La video-intervista a Valeria Sansone, Professore Ordinario di Neurologia presso l’Università degli Studi di Milano e Direttore Clinico-Scientifico del Centro NeMO di Milano
“Lo screening neonatale per l'atrofia muscolare spinale (SMA) è fondamentale perché abbiamo evidenza, sia dagli studi clinici randomizzati che dall'esperienza real world, che in assenza ancora di sintomi manifesti l'effetto delle terapie è assolutamente impressionante: oggi, infatti, i piccoli pazienti possono non sviluppare segni e sintomi di una patologia che prima dell'avvento delle terapie, purtroppo, nelle forme più gravi accompagnava questi bimbi alla morte”, ha spiegato Valeria Sansone, Professore Ordinario di Neurologia presso l’Università degli Studi di Milano e Direttore Clinico-Scientifico del Centro NeMO di Milano, nel corso dell’evento “Il percorso della rarità: dalle sfide alle soluzioni”, che si è svolto lo scorso 5 novembre a Roma, nella Sala del Camino di Palazzo Baldassini.
Il sospetto diagnostico, l’accesso alla diagnosi, l’importanza di una presa in carico olistica con la corretta transizione dal pediatrico all’adulto: sono solo alcuni dei temi che sono stati trattati e approfonditi durante l'incontro, strutturato in tre tavole rotonde, organizzato da Biogen Italia con la media partnership di OMaR – Osservatorio Malattie Rare.

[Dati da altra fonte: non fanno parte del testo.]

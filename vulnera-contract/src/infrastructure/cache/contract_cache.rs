//! In-memory contract cache
//!
//! Parsed contracts are kept per absolute source path. An entry is served
//! while it has not expired and the file on disk is not newer than the
//! version that was parsed.

use chrono::{DateTime, Utc};
use std::collections::HashMap;
use std::path::{Path, PathBuf};
use std::sync::{Arc, RwLock};
use std::time::Duration;
use tokio_util::sync::CancellationToken;
use tracing::{debug, info, instrument, warn};

use crate::domain::entities::Contract;
use crate::domain::errors::{ContractError, ensure_active};
use crate::infrastructure::parser::ContractLoader;

/// Default TTL for cached contracts (5 minutes)
pub const DEFAULT_CONTRACT_TTL_SECS: u64 = 300;

/// Source of wall-clock time
pub trait Clock: Send + Sync {
    fn now(&self) -> DateTime<Utc>;
}

/// [`Clock`] backed by the system time
#[derive(Debug, Default, Clone, Copy)]
pub struct SystemClock;

impl Clock for SystemClock {
    fn now(&self) -> DateTime<Utc> {
        Utc::now()
    }
}

/// Where contracts come from and how their freshness is checked
pub trait ContractSource: Send + Sync {
    fn load(&self, path: &Path, cancel: &CancellationToken) -> Result<Contract, ContractError>;

    fn modified(&self, path: &Path) -> std::io::Result<DateTime<Utc>>;
}

/// Filesystem-backed [`ContractSource`]
#[derive(Debug, Default, Clone, Copy)]
pub struct FsContractSource;

impl ContractSource for FsContractSource {
    fn load(&self, path: &Path, cancel: &CancellationToken) -> Result<Contract, ContractError> {
        ContractLoader::parse_file(path, cancel)
    }

    fn modified(&self, path: &Path) -> std::io::Result<DateTime<Utc>> {
        let modified = std::fs::metadata(path)?.modified()?;
        Ok(DateTime::<Utc>::from(modified))
    }
}

#[derive(Debug, Clone)]
struct CacheEntry {
    contract: Arc<Contract>,
    expires_at: DateTime<Utc>,
    source_mod_time: DateTime<Utc>,
}

impl CacheEntry {
    fn is_expired(&self, now: DateTime<Utc>) -> bool {
        now >= self.expires_at
    }

    fn is_valid(&self, now: DateTime<Utc>, current_mod_time: DateTime<Utc>) -> bool {
        !self.is_expired(now) && current_mod_time <= self.source_mod_time
    }
}

/// Snapshot of cache occupancy
#[derive(Debug, Clone, Copy, PartialEq, Eq)]
pub struct CacheStats {
    pub total: usize,
    pub valid: usize,
    pub expired: usize,
    pub ttl_seconds: u64,
}

/// TTL and modification-time invalidated contract cache
pub struct ContractCache {
    entries: RwLock<HashMap<PathBuf, CacheEntry>>,
    ttl: RwLock<Duration>,
    source: Arc<dyn ContractSource>,
    clock: Arc<dyn Clock>,
}

impl ContractCache {
    pub fn new() -> Self {
        Self::with_ttl(Duration::from_secs(DEFAULT_CONTRACT_TTL_SECS))
    }

    pub fn with_ttl(ttl: Duration) -> Self {
        Self::with_parts(Arc::new(FsContractSource), Arc::new(SystemClock), ttl)
    }

    pub fn with_parts(
        source: Arc<dyn ContractSource>,
        clock: Arc<dyn Clock>,
        ttl: Duration,
    ) -> Self {
        Self {
            entries: RwLock::new(HashMap::new()),
            ttl: RwLock::new(ttl),
            source,
            clock,
        }
    }

    /// Return the cached contract for `path`, parsing it on a miss
    ///
    /// If the file cannot be stat-ed after a successful parse, the fresh
    /// contract is returned without being cached.
    #[instrument(skip(self, path, cancel), fields(path = %path.display()))]
    pub fn get_or_parse(
        &self,
        path: &Path,
        cancel: &CancellationToken,
    ) -> Result<Arc<Contract>, ContractError> {
        ensure_active(cancel)?;
        let key = cache_key(path);

        let cached = self
            .entries
            .read()
            .ok()
            .and_then(|guard| guard.get(&key).cloned());

        if let Some(entry) = cached {
            ensure_active(cancel)?;
            match self.source.modified(&key) {
                Ok(mod_time) if entry.is_valid(self.clock.now(), mod_time) => {
                    debug!("Contract cache hit");
                    return Ok(entry.contract);
                }
                Ok(_) => debug!("Cached contract is stale"),
                Err(e) => debug!(error = %e, "Cached contract source is not accessible"),
            }
        }

        ensure_active(cancel)?;
        let stat = self.source.modified(&key);
        let contract = Arc::new(self.source.load(&key, cancel)?);

        ensure_active(cancel)?;
        match stat {
            Ok(source_mod_time) => {
                let expires_at = self.clock.now() + self.ttl_delta();
                if let Ok(mut guard) = self.entries.write() {
                    guard.insert(
                        key,
                        CacheEntry {
                            contract: Arc::clone(&contract),
                            expires_at,
                            source_mod_time,
                        },
                    );
                }
                debug!(expires_at = %expires_at, "Contract cached");
            }
            Err(e) => {
                warn!(error = %e, "Could not stat contract before parsing, returning uncached");
            }
        }

        Ok(contract)
    }

    /// Change the TTL applied to entries inserted from now on
    pub fn set_ttl(&self, ttl: Duration) {
        if let Ok(mut guard) = self.ttl.write() {
            *guard = ttl;
        }
        info!(ttl_seconds = ttl.as_secs(), "Contract cache TTL updated");
    }

    pub fn ttl(&self) -> Duration {
        self.ttl
            .read()
            .map(|guard| *guard)
            .unwrap_or(Duration::from_secs(DEFAULT_CONTRACT_TTL_SECS))
    }

    pub fn clear_cache(&self) {
        if let Ok(mut guard) = self.entries.write() {
            guard.clear();
        }
        debug!("Contract cache cleared");
    }

    pub fn remove_cache(&self, path: &Path) {
        let key = cache_key(path);
        if let Ok(mut guard) = self.entries.write() {
            guard.remove(&key);
        }
    }

    /// Drop expired entries, returning how many were removed
    pub fn cleanup_expired(&self) -> usize {
        let now = self.clock.now();
        let Ok(mut guard) = self.entries.write() else {
            return 0;
        };
        let before = guard.len();
        guard.retain(|_, entry| !entry.is_expired(now));
        let removed = before - guard.len();
        if removed > 0 {
            debug!(removed, "Removed expired contracts");
        }
        removed
    }

    pub fn stats(&self) -> CacheStats {
        let now = self.clock.now();
        let (total, valid) = self
            .entries
            .read()
            .map(|guard| {
                let valid = guard.values().filter(|e| !e.is_expired(now)).count();
                (guard.len(), valid)
            })
            .unwrap_or((0, 0));

        CacheStats {
            total,
            valid,
            expired: total - valid,
            ttl_seconds: self.ttl().as_secs(),
        }
    }

    fn ttl_delta(&self) -> chrono::Duration {
        chrono::Duration::from_std(self.ttl()).unwrap_or_else(|_| chrono::Duration::days(36_500))
    }
}

impl Default for ContractCache {
    fn default() -> Self {
        Self::new()
    }
}

fn cache_key(path: &Path) -> PathBuf {
    std::path::absolute(path).unwrap_or_else(|_| path.to_path_buf())
}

“Direi che non c'è da discutere sull'importanza dello screening neonatale: trovo assurdo che in Italia ci siano ancora dei bambini di serie B che non hanno questo diritto perché nascono in Regioni dove lo screening neonatale non è stato introdotto”, sottolinea la prof.ssa Sansone (clicca qui o sull'immagine dell'articolo per guardare la video-intervista).
“C'è poi il tema della transizione: oggi, per fortuna, questi bambini crescono e hanno la possibilità di sviluppare degli interessi e delle speranze in un futuro fatto di scuola, di lavoro e di famiglia”, prosegue la neurologa. “Questo è possibile se la conoscenza della patologia viene trasmessa anche ai professionisti dell'età adulta, i quali, prima dell’avvento delle nuove terapie, non avevano grande familiarità con la SMA, ritenuta, fino a qualche anno fa, cronica e con poche possibilità di sviluppo. Oggi, per gli adolescenti e giovani adulti che crescono, la comunicazione tra il comparto pediatrico e adulto deve avvenire precocemente, per aiutarli a essere sempre più autonomi e capaci di autodeterminarsi. Nei Centri NeMO questo processo è facilitato grazie ad un modello che vede entrambi i comparti lavorare insieme nella stessa struttura. Ma anche laddove non è così, è possibile impostare questo percorso con una standardizzazione dei processi, sulla base delle raccomandazioni di cura condivise e riconosciute”.